Fit Multivariate Mixture Distribution

Description

Given a matrix of random vectors, estimates the parameters for a mixture of multivariate normal distributions. Accommodates arbitrary patterns of missingness, provided the elements are missing at random (MAR).

Usage

FitMix(
  data,
  k = 2,
  init_means = NULL,
  fix_means = FALSE,
  init_covs = NULL,
  lambda = 0,
  init_props = NULL,
  maxit = 100,
  eps = 1e-06,
  report = FALSE
)

Arguments

data

Numeric data matrix.

k

Number of mixture components. Defaults to 2.

init_means

Optional list of initial mean vectors.

fix_means

Fix means to their starting values? Must initialize.

init_covs

Optional list of initial covariance matrices.

lambda

Optional ridge term added to covariance matrix to ensure positive definiteness.

init_props

Optional vector of initial cluster proportions.

maxit

Maximum number of EM iterations.

eps

Minimum acceptable increment in the EM objective.

report

Report fitting progress?

Value

Object of class mix.


Fit Multivariate Normal Distribution

Description

Given a matrix of n x d-dimensional random vectors, possibly containing missing elements, estimates the mean and covariance of the best fitting multivariate normal distribution.

Usage

FitMVN(
  data,
  init_mean = NULL,
  fix_mean = FALSE,
  init_cov = NULL,
  lambda = 0,
  maxit = 100,
  eps = 1e-06,
  report = TRUE
)

Arguments

data

Numeric data matrix.

init_mean

Optional initial mean vector.

fix_mean

Fix the mean to its starting value? Must initialize.

init_cov

Optional initial covariance matrix.

lambda

Optional ridge term added to covariance matrix to ensure positive definiteness.

maxit

Maximum number of EM iterations.

eps

Minimum acceptable increment in the EM objective.

report

Report fitting progress?

Value

An object of class mvn.


Generate Imputation

Description

Generates a stochastic imputation of a data set from a fitted data set.

Usage

GenImputation(fit)

Arguments

fit

Fitted model.

Value

Numeric matrix with missing values imputed.

Examples

set.seed(100)

# Generate data and introduce missingness.
data <- rGMM(n = 25, d = 2, k = 1)
data[1, 1] <- NA
data[2, 2] <- NA
data[3, ] <- NA 

# Fit GMM.
fit <- FitGMM(data)

# Generate imputation.
imputed <- GenImputation(fit)

Log likelihood for Fitted GMM

Description

Log likelihood for Fitted GMM

Usage

## S3 method for class 'mix'
logLik(object, ...)

Arguments

object

A mix object.

...

Unused.


Log likelihood for Fitted MVN Model

Description

Log likelihood for Fitted MVN Model

Usage

## S3 method for class 'mvn'
logLik(object, ...)

Arguments

object

A mvn object.

...

Unused.


Mean for Fitted GMM

Description

Mean for Fitted GMM

Usage

## S3 method for class 'mix'
mean(x, ...)

Arguments

x

A mix object.

...

Unused.


Mean for Fitted MVN Model

Description

Mean for Fitted MVN Model

Usage

## S3 method for class 'mvn'
mean(x, ...)

Arguments

x

A mvn object.

...

Unused.


Mixture Model Class

Description

Defines a class to hold Gaussian Mixture Models.

Slots

Assignments

Maximum a posteriori assignments.

Completed

Completed data, with missing values imputed to their posterior expectations.

Components

Number of components.

Covariances

List of fitted cluster covariance matrices.

Data

Original data, with missing values present.

Density

Density of each component at each example.

Means

List of fitted cluster means.

Objective

Final value of the EM objective.

Proportions

Fitted cluster proportions.

Responsibilities

Posterior membership probabilities for each example.

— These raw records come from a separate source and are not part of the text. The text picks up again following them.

//! Secp256k1 keys. Only public key derivation is available; signing is not.

use libsecp256k1::{PublicKey as SecPublicKey, PublicKeyFormat, SecretKey as SecSecretKey};
use zeroize::Zeroizing;

use super::{Derive, KeyMaterial, Sign, Verify};
use crate::{
    error::{Error, Result},
    utils, Curve,
};

#[derive(Debug)]
pub(crate) struct Secp256k1;

impl Derive for Secp256k1 {
    fn derive(&self, secret_key: &[u8]) -> Result<KeyMaterial> {
        let scalar = SecSecretKey::parse_slice(secret_key).map_err(|_| Error::InvalidKey)?;
        let public_key = SecPublicKey::from_secret_key(&scalar);

        Ok(KeyMaterial {
            public_key: public_key.serialize_compressed().to_vec(),
            secret_key: Zeroizing::new(secret_key.to_vec()),
        })
    }

    fn generate(&self) -> Result<KeyMaterial> {
        let scalar = utils::random_bytes::<32>()?;
        self.derive(scalar.as_slice())
    }

    fn validate_public_key(&self, public_key: &[u8]) -> Result<()> {
        SecPublicKey::parse_slice(public_key, Some(PublicKeyFormat::Compressed))
            .map(|_| ())
            .map_err(|_| Error::InvalidKey)
    }
}

impl Sign for Secp256k1 {
    fn sign(&self, _digest: &[u8], _secret_key: &[u8]) -> Result<Vec<u8>> {
        Err(Error::UnsupportedCurve(Curve::Secp256k1))
    }
}

impl Verify for Secp256k1 {
    fn verify(&self, _digest: &[u8], _signature: &[u8], _public_key: &[u8]) -> Result<()> {
        Err(Error::UnsupportedCurve(Curve::Secp256k1))
    }
}
//! Base58check prefixes of the Tezos encodings.

use crate::Curve::{self, *};

/// An encoding tag and its binary base58check prefix
#[derive(Debug, Clone, Copy, PartialEq, Eq, Hash)]
pub enum Prefix {
    /// Ed25519 public key hash
    Tz1,
    /// Secp256k1 public key hash
    Tz2,
    /// P-256 public key hash
    Tz3,
    /// Ed25519 public key
    Edpk,
    /// Ed25519 secret key, 64-byte form
    Edsk,
    /// Ed25519 secret key, 32-byte seed form
    EdskSeed,
    /// Encrypted Ed25519 seed
    Edesk,
    /// Secp256k1 public key
    Sppk,
    /// Secp256k1 secret key
    Spsk,
    /// Encrypted secp256k1 secret key
    Spesk,
    /// P-256 public key
    P2pk,
    /// P-256 secret key
    P2sk,
    /// Encrypted P-256 secret key
    P2esk,
    /// Generic signature
    Sig,
    /// Ed25519 signature
    Edsig,
    /// Secp256k1 signature
    Spsig,
    /// P-256 signature
    P2sig,
}

use Prefix::*;

const ALL: [Prefix; 17] = [
    Tz1, Tz2, Tz3, Edpk, Edsk, EdskSeed, Edesk, Sppk, Spsk, Spesk, P2pk, P2sk, P2esk, Sig, Edsig,
    Spsig, P2sig,
];

impl Prefix {
    /// Binary prefix prepended to the payload before base58check encoding
    pub const fn bytes(self) -> &'static [u8] {
        match self {
            Tz1 => &[6, 161, 159],
            Tz2 => &[6, 161, 161],
            Tz3 => &[6, 161, 164],
            Edpk => &[13, 15, 37, 217],
            Edsk => &[43, 246, 78, 7],
            EdskSeed => &[13, 15, 58, 7],
            Edesk => &[7, 90, 60, 179, 41],
            Sppk => &[3, 254, 226, 86],
            Spsk => &[17, 162, 224, 201],
            Spesk => &[9, 237, 241, 174, 150],
            P2pk => &[3, 178, 139, 127],
            P2sk => &[16, 81, 238, 189],
            P2esk => &[9, 48, 57, 115, 171],
            Sig => &[4, 130, 43],
            Edsig => &[9, 245, 205, 134, 18],
            Spsig => &[13, 115, 101, 19, 63],
            P2sig => &[54, 240, 44, 52],
        }
    }

    /// Leading characters of strings encoded with this prefix
    pub const fn tag(self) -> &'static str {
        match self {
            Tz1 => "tz1",
            Tz2 => "tz2",
            Tz3 => "tz3",
            Edpk => "edpk",
            Edsk | EdskSeed => "edsk",
            Edesk => "edesk",
            Sppk => "sppk",
            Spsk => "spsk",
            Spesk => "spesk",
            P2pk => "p2pk",
            P2sk => "p2sk",
            P2esk => "p2esk",
            Sig => "sig",
            Edsig => "edsig",
            Spsig => "spsig1",
            P2sig => "p2sig",
        }
    }

    /// Looks a prefix up by tag. `edsk` resolves to the 64-byte form.
    pub fn from_tag(tag: &str) -> Option<Self> {
        ALL.into_iter()
            .filter(|prefix| *prefix != EdskSeed)
            .find(|prefix| prefix.tag() == tag)
    }

    /// Public key prefix of a curve
    pub const fn public_key(curve: Curve) -> Self {
        match curve {
            Ed25519 => Edpk,
            Secp256k1 => Sppk,
            P256 => P2pk,
        }
    }

    /// Secret key prefix of a curve
    pub const fn secret_key(curve: Curve) -> Self {
        match curve {
            Ed25519 => Edsk,
            Secp256k1 => Spsk,
            P256 => P2sk,
        }
    }

    /// Encrypted secret key prefix of a curve
    pub const fn encrypted_secret_key(curve: Curve) -> Self {
        match curve {
            Ed25519 => Edesk,
            Secp256k1 => Spesk,
            P256 => P2esk,
        }
    }

    /// Public key hash prefix of a curve
    pub const fn public_key_hash(curve: Curve) -> Self {
        match curve {
            Ed25519 => Tz1,
            Secp256k1 => Tz2,
            P256 => Tz3,
        }
    }

    /// Curve specific signature prefix
    pub const fn signature(curve: Curve) -> Self {
        match curve {
            Ed25519 => Edsig,
            Secp256k1 => Spsig,
            P256 => P2sig,
        }
    }
}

Mean Update for Mixture of MVNs with Missingness.

Description

Mean Update for Mixture of MVNs with Missingness.

Usage

MixUpdateMeans(split_data, means, covs, gamma)

Arguments

split_data

Data partitioned by missingness.

means

List of component means.

covs

List of component covariances.

gamma

List of component responsibilities.

Value

List containing the updated component means.


Multivariate Normal Model Class

Description

Defines a class to hold multivariate normal models.

Slots

Completed

Completed data, with missing values imputed to their posterior expectations.

Covariance

Fitted covariance matrix.

Data

Original data, with missing values present.

Mean

Fitted mean vector.

Objective

Final value of the EM objective.


Partition Data by Missingness Pattern

Description

Returns a list with the input data split in separate matrices for complete cases, incomplete cases, and empty cases.

Usage

PartitionData(data)

Arguments

data

Data.frame.

Value

List containing:

  • The original row and column names: 'orig_row_names', 'orig_col_names'.

  • The original row and column numbers: 'n_row' and 'n_col'.

  • The complete cases 'data_comp'.

  • The incomplete cases 'data_incomp'.

  • The empty cases 'data_empty'.

  • Counts of complete 'n0', incomplete 'n1', and empty 'n2' cases.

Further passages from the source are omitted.